Au-delà de cette histoire, à travers Som-Som, le lecteur prend le rôle d’observateur passif. Vu sa situation, la jeune fille ne peut pas intervenir, ne peut rien dénoncer puisque les opérations subies l’empêchent de parler, de révéler des secrets. Ce qui la rend si précieuse au sein de la Maison sans Horloge condamne finalement Raura Chin.

Un ressenti ambivalent.
Qu’en ai-je pensé, moi ? À la lecture de ce texte, j’ai d’abord eu un peu de mal à rentrer dedans, catapultée dans un univers sur lequel je ne savais rien. Puis j’ai accepté l’aspect huit-clos choisi par Alan Moore pour son histoire, préférant se concentrer sur les personnages et leurs relations au lieu du développement de son univers. Petit à petit, passée l’incompréhension initiale de ne pas suivre Som-Som, je me suis laissée embarquer dans ce drame ordinaire avec le sentiment dérangeant d’être une voyeuse. Je tournais les pages avec appréhension, presque certaine de la conclusion, espérant tout de même une fin différente. L’ambiance générale a fini par prendre toutefois ça a été long et je ne pense pas que je me serais si bien plongée dedans sans les illustrations de Cindy Canévet.

Je pense que certains passeront à côté de ce texte parce que tout chez lui est particulier : le style d’écriture, l’univers, les choix narratifs, l’ambiance. C’est quitte ou double mais si vous êtes un peu sensible à l’esthétique gothique en fantasy, alors il est certain que vous devez lire cette novella.

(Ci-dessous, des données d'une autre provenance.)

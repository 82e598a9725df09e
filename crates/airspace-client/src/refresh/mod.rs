// Copyright 2025 Chris Custine
//
// Licensed under the Apache License, Version 2.0 (the "License");
// you may not use this file except in compliance with the License.
// You may obtain a copy of the License at
//
//     http://www.apache.org/licenses/LICENSE-2.0
//
// Unless required by applicable law or agreed to in writing, software
// distributed under the License is distributed on an "AS IS" BASIS,
// WITHOUT WARRANTIES OR CONDITIONS OF ANY KIND, either express or implied.
// See the License for the specific language governing permissions and
// limitations under the License.

//! Server-side airspace data refresh.
//!
//! Two halves:
//! - [`RefreshClient`] posts the regeneration request and, only when the
//!   server reports success, runs a caller-supplied follow-up (the viewer
//!   reloads its airspace files there).
//! - [`RefreshControl`] is the state behind the refresh button: an in-flight
//!   guard, the last successful refresh time and the last error.

mod control;

pub use control::{RefreshControl, RefreshPhase, RefreshStatus};

use std::future::Future;

use log::{error, info, warn};
use serde::{Deserialize, Serialize};
use thiserror::Error;

/// Default update endpoint of the data server.
pub const DEFAULT_UPDATE_ENDPOINT: &str = "http://localhost:3000/api/update-airspace";

/// Message shown when the server reports failure without saying why.
pub const DEFAULT_FAILURE_MESSAGE: &str = "Failed to update airspace data";

/// Request body posted to the update endpoint.
#[derive(Debug, Clone, PartialEq, Eq, Serialize, Deserialize)]
pub struct UpdateRequest {
    pub sources: Vec<String>,
}

/// Response body returned by the update endpoint.
#[derive(Debug, Clone, PartialEq, Deserialize)]
pub struct UpdateResponse {
    pub success: bool,
    #[serde(default)]
    pub message: Option<String>,
    /// Free-form error details; only logged.
    #[serde(default)]
    pub errors: Option<serde_json::Value>,
}

/// Errors from a refresh request.
#[derive(Debug, Error)]
pub enum RefreshError {
    /// The request could not be sent or the reply could not be decoded.
    #[error("{0}")]
    Request(#[from] reqwest::Error),

    /// The server answered but reported failure.
    #[error("{0}")]
    Rejected(String),
}

/// HTTP client for the update endpoint.
#[derive(Debug, Clone)]
pub struct RefreshClient {
    endpoint: String,
    http: reqwest::Client,
}

impl RefreshClient {
    #[must_use]
    pub fn new(endpoint: impl Into<String>) -> Self {
        Self::with_client(endpoint, reqwest::Client::new())
    }

    #[must_use]
    pub fn with_client(endpoint: impl Into<String>, http: reqwest::Client) -> Self {
        Self {
            endpoint: endpoint.into(),
            http,
        }
    }

    /// Ask the server to regenerate the given sources.
    ///
    /// The response body is decoded whatever the HTTP status, since the server
    /// reports failures through `success` and `message`.
    pub async fn request_update(&self, sources: &[String]) -> Result<UpdateResponse, RefreshError> {
        let body = UpdateRequest {
            sources: sources.to_vec(),
        };

        info!("Requesting airspace update for [{}] from {}", sources.join(", "), self.endpoint);

        let response = self.http.post(&self.endpoint).json(&body).send().await?;
        let status = response.status();
        let reply: UpdateResponse = response.json().await?;

        if !status.is_success() {
            warn!("Update endpoint returned HTTP {}", status);
        }

        Ok(reply)
    }

    /// Request an update and run `on_success` only if the server reports success.
    ///
    /// Returns the follow-up's output on success, or the error string to show
    /// next to the refresh button.
    pub async fn refresh_then<F, Fut, T>(&self, sources: &[String], on_success: F) -> Result<T, String>
    where
        F: FnOnce() -> Fut,
        Fut: Future<Output = T>,
    {
        match self.request_update(sources).await.and_then(check_reply) {
            Ok(()) => {
                info!("Airspace update succeeded");
                Ok(on_success().await)
            }
            Err(e) => {
                error!("Airspace update failed: {}", e);
                Err(e.to_string())
            }
        }
    }
}

fn check_reply(reply: UpdateResponse) -> Result<(), RefreshError> {
    if reply.success {
        return Ok(());
    }

    if let Some(errors) = &reply.errors {
        warn!("Update endpoint reported errors: {}", errors);
    }

    Err(RefreshError::Rejected(
        reply
            .message
            .filter(|m| !m.is_empty())
            .unwrap_or_else(|| DEFAULT_FAILURE_MESSAGE.to_string()),
    ))
}
use crate::engine::error::SensorError;
use crate::engine::sensor::frame::{ColorFrame, DepthFrame, Skeleton};

/// A depth device as seen by the pipeline.
///
/// All polling is non-blocking: each call returns the frame that arrived since
/// the previous poll, or `None`. Frames come in the device's native resolution.
pub trait SensorFrameSource: Send + Sync {
    /// Ask the device to begin streaming. `Ok` means the request was accepted;
    /// streaming is confirmed through [`SensorFrameSource::is_capturing`].
    fn start(&mut self) -> Result<(), SensorError>;

    fn stop(&mut self);

    fn is_capturing(&self) -> bool;

    fn poll_depth_frame(&mut self) -> Option<DepthFrame>;

    fn poll_color_frame(&mut self) -> Option<ColorFrame> {
        None
    }

    fn poll_skeletons(&mut self) -> Option<Vec<Skeleton>> {
        None
    }

    /// Short name for log lines.
    fn name(&self) -> &str;
}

La conclusion de l’ombre :
L’hypothèse du lézard est une novella écrite par Alan Moore et illustrée par Céline Canévet. Ces illustrations se marient à merveille avec l’ambiance gothique, désenchantée et oppressante de ce texte court qui raconte une histoire d’amour tragique entre deux comédiens au genre incertain. C’est finalement un drame ordinaire que dépeint Alan Moore, un drame ordinaire dans un univers fantasy et saupoudré d’une impitoyable cruauté.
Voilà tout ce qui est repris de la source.